[Activity] What you need to produce from the material below is an exact transcription of the lines from the one with "execute(usecase, &ctx)" through the one with "webhook that is", both included, and no other line.

*****

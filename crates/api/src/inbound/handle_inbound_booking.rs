use crate::appointment::create_appointment::{self, CreateAppointmentUseCase};
use crate::error::SalonError;
use crate::shared::usecase::{execute, UseCase};
use actix_web::{web, HttpRequest, HttpResponse};
use salon_scheduler_api_structs::handle_inbound_booking::*;
use salon_scheduler_domain::{
    conflict::has_conflict, Appointment, CanonicalJsonAdapter, ChannelAdapter, InboundBookingRequest,
    InboundError, ID,
};
use salon_scheduler_infra::SalonContext;
use tracing::warn;

pub async fn handle_inbound_booking_controller(
    http_req: HttpRequest,
    path: web::Path<PathParams>,
    body: web::Bytes,
    ctx: web::Data<SalonContext>,
) -> Result<HttpResponse, SalonError> {
    let path = path.into_inner();
    let adapter = CanonicalJsonAdapter::new(&path.channel, &ctx.config.inbound_webhook_secret);
    let signature = http_req
        .headers()
        .get(adapter.signature_header())
        .and_then(|value| value.to_str().ok())
        .map(String::from);

    let usecase = HandleInboundBookingUseCase {
        tenant_id: path.tenant_id,
        adapter: Box::new(adapter),
        signature,
        body: body.to_vec(),
    };

    execute(usecase, &ctx)
        .await
        .map(|res| match res {
            InboundBooking::Booked(appointment) => {
                HttpResponse::Created().json(APIResponse::booked(appointment))
            }
            InboundBooking::Duplicate => HttpResponse::Ok().json(APIResponse::duplicate()),
        })
        .map_err(SalonError::from)
}

/// Books an appointment from a messaging channel webhook. A webhook that is
/// delivered again with the same idempotency key books nothing.
pub struct HandleInboundBookingUseCase {
    pub tenant_id: ID,
    pub adapter: Box<dyn ChannelAdapter>,
    pub signature: Option<String>,
    pub body: Vec<u8>,
}

impl std::fmt::Debug for HandleInboundBookingUseCase {
    fn fmt(&self, f: &mut std::fmt::Formatter<'_>) -> std::fmt::Result {
        f.debug_struct("HandleInboundBookingUseCase")
            .field("tenant_id", &self.tenant_id)
            .field("channel", &self.adapter.channel())
            .finish()
    }
}

#[derive(Debug, PartialEq)]
pub enum InboundBooking {
    Booked(Appointment),
    Duplicate,
}

#[derive(Debug, PartialEq)]
pub enum UseCaseError {
    TenantNotFound(ID),
    InvalidSignature,
    InvalidPayload(InboundError),
    NoResourceAvailable,
    Booking(create_appointment::UseCaseError),
    StorageError,
}

impl From<UseCaseError> for SalonError {
    fn from(e: UseCaseError) -> Self {
        match e {
            UseCaseError::TenantNotFound(id) => {
                Self::NotFound(format!("The tenant with id: {}, was not found.", id))
            }
            UseCaseError::InvalidSignature => {
                Self::Unauthorized("The webhook signature is missing or invalid".into())
            }
            UseCaseError::InvalidPayload(e) => Self::BadClientData(e.to_string()),
            UseCaseError::NoResourceAvailable => Self::Conflict(
                "No resource is available at the requested time. Pick another time.".into(),
            ),
            UseCaseError::Booking(e) => e.into(),
            UseCaseError::StorageError => Self::InternalError,
        }
    }
}

impl HandleInboundBookingUseCase {
    fn idempotency_key(&self, req: &InboundBookingRequest) -> String {
        format!(
            "inbound:{}:{}:{}",
            self.tenant_id,
            self.adapter.channel(),
            req.idempotency_key.trim()
        )
    }

    /// First resource of the tenant without an active appointment in the
    /// requested interval
    async fn pick_resource(
        &self,
        req: &InboundBookingRequest,
        ctx: &SalonContext,
    ) -> Result<ID, UseCaseError> {
        let service = match ctx.repos.services.find(&req.service_id).await {
            Ok(Some(service)) if service.tenant_id == self.tenant_id => service,
            Ok(_) => {
                return Err(UseCaseError::Booking(
                    create_appointment::UseCaseError::ServiceNotFound(req.service_id.clone()),
                ))
            }
            Err(_) => return Err(UseCaseError::StorageError),
        };
        let end_ts = service.end_of(req.start_ts).ok_or(UseCaseError::Booking(
            create_appointment::UseCaseError::InvalidStartTime,
        ))?;

        let resources = ctx
            .repos
            .resources
            .find_by_tenant(&self.tenant_id)
            .await
            .map_err(|_| UseCaseError::StorageError)?;
        for resource in resources {
            let existing = ctx
                .repos
                .appointments
                .find_by_resource(&resource.id, req.start_ts, end_ts)
                .await
                .map_err(|_| UseCaseError::StorageError)?;
            if !has_conflict(req.start_ts, end_ts, &existing, None) {
                return Ok(resource.id);
            }
        }

        Err(UseCaseError::NoResourceAvailable)
    }

    async fn book(
        &self,
        req: InboundBookingRequest,
        ctx: &SalonContext,
    ) -> Result<Appointment, UseCaseError> {
        let resource_id = match &req.resource_id {
            Some(resource_id) => resource_id.clone(),
            None => self.pick_resource(&req, ctx).await?,
        };
        let create_appointment = CreateAppointmentUseCase {
            tenant_id: self.tenant_id.clone(),
            resource_id,
            service_id: req.service_id,
            client: req.client,
            start_ts: req.start_ts,
        };

        execute(create_appointment, ctx)
            .await
            .map_err(UseCaseError::Booking)
    }
}

#[async_trait::async_trait(?Send)]
impl UseCase for HandleInboundBookingUseCase {
    type Response = InboundBooking;

    type Error = UseCaseError;

    const NAME: &'static str = "HandleInboundBooking";

    async fn execute(&mut self, ctx: &SalonContext) -> Result<Self::Response, Self::Error> {
        if !self
            .adapter
            .verify_signature(self.signature.as_deref(), &self.body)
        {
            return Err(UseCaseError::InvalidSignature);
        }
        match ctx.repos.tenants.find(&self.tenant_id).await {
            Ok(Some(_)) => {}
            Ok(None) => return Err(UseCaseError::TenantNotFound(self.tenant_id.clone())),
            Err(_) => return Err(UseCaseError::StorageError),
        }
        let req = self
            .adapter
            .normalize(&self.body)
            .map_err(UseCaseError::InvalidPayload)?;

        let key = self.idempotency_key(&req);
        let claimed = ctx
            .repos
            .idempotency
            .check_and_set(
                &key,
                ctx.config.inbound_idempotency_ttl,
                ctx.sys.get_timestamp_millis(),
            )
            .await
            .map_err(|_| UseCaseError::StorageError)?;
        if !claimed {
            return Ok(InboundBooking::Duplicate);
        }

        match self.book(req, ctx).await {
            Ok(appointment) => Ok(InboundBooking::Booked(appointment)),
            Err(e) => {
                // Let the channel retry the same event
                if let Err(remove_err) = ctx.repos.idempotency.remove(&key).await {
                    warn!(
                        "Unable to release the idempotency key: {}. Error: {:?}",
                        key, remove_err
                    );
                }
                Err(e)
            }
        }
    }
}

*****

[Result below]
    execute(usecase, &ctx)
        .await
        .map(|res| match res {
            InboundBooking::Booked(appointment) => {
                HttpResponse::Created().json(APIResponse::booked(appointment))
            }
            InboundBooking::Duplicate => HttpResponse::Ok().json(APIResponse::duplicate()),
        })
        .map_err(SalonError::from)
}

/// Books an appointment from a messaging channel webhook. A webhook that is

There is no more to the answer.